### EXERCISE
Only the count is needed. Count the lines below with the word "bare" in them.

★ ★ ★ ★ ★

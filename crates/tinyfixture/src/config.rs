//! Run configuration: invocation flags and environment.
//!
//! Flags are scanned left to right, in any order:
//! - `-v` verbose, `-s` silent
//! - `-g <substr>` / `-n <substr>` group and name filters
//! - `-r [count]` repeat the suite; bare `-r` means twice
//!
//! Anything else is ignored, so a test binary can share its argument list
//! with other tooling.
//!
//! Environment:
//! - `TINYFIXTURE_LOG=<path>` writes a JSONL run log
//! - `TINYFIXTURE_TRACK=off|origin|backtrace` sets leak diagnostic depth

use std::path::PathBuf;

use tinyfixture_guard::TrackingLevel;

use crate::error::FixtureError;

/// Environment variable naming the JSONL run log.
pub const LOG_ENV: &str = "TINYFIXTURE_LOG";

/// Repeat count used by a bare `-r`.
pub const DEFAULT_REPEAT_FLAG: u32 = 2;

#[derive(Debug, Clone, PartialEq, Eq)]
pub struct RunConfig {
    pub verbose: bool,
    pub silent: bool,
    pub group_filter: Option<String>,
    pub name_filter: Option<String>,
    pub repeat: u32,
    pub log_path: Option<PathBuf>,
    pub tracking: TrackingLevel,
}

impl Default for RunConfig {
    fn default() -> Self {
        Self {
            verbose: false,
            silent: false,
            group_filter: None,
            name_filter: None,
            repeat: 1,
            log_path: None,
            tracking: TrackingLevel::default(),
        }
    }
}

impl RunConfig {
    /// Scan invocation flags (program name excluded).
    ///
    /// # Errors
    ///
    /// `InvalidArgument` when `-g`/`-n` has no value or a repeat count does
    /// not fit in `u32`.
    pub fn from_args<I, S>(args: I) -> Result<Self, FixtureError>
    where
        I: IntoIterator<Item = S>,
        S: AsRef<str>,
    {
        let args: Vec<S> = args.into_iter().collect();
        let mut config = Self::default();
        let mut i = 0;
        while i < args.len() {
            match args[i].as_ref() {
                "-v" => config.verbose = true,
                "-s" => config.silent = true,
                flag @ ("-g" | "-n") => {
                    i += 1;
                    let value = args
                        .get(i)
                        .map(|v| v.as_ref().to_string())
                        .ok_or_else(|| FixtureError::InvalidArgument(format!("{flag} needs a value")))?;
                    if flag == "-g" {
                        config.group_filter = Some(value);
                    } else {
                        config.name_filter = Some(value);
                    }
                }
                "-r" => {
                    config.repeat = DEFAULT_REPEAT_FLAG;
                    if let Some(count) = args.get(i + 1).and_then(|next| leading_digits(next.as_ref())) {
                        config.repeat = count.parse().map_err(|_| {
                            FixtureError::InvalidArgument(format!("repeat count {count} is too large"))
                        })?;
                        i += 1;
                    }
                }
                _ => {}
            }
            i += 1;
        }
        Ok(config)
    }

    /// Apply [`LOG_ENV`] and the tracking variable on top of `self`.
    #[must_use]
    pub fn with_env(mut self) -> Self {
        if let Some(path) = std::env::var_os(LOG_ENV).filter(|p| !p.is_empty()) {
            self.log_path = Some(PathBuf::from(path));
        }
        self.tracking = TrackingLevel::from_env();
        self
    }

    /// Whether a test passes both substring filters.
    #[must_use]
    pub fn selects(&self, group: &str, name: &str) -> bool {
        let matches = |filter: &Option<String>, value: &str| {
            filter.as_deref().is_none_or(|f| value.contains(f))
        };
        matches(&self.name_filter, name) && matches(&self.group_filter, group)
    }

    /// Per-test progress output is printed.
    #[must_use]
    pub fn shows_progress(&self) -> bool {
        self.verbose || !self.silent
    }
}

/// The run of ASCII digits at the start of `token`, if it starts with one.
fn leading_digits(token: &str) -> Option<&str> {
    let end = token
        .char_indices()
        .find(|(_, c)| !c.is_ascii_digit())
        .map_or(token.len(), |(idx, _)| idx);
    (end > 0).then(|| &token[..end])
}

★ ★ ★ ★ ★

### SOLUTION FOR THIS TASK
2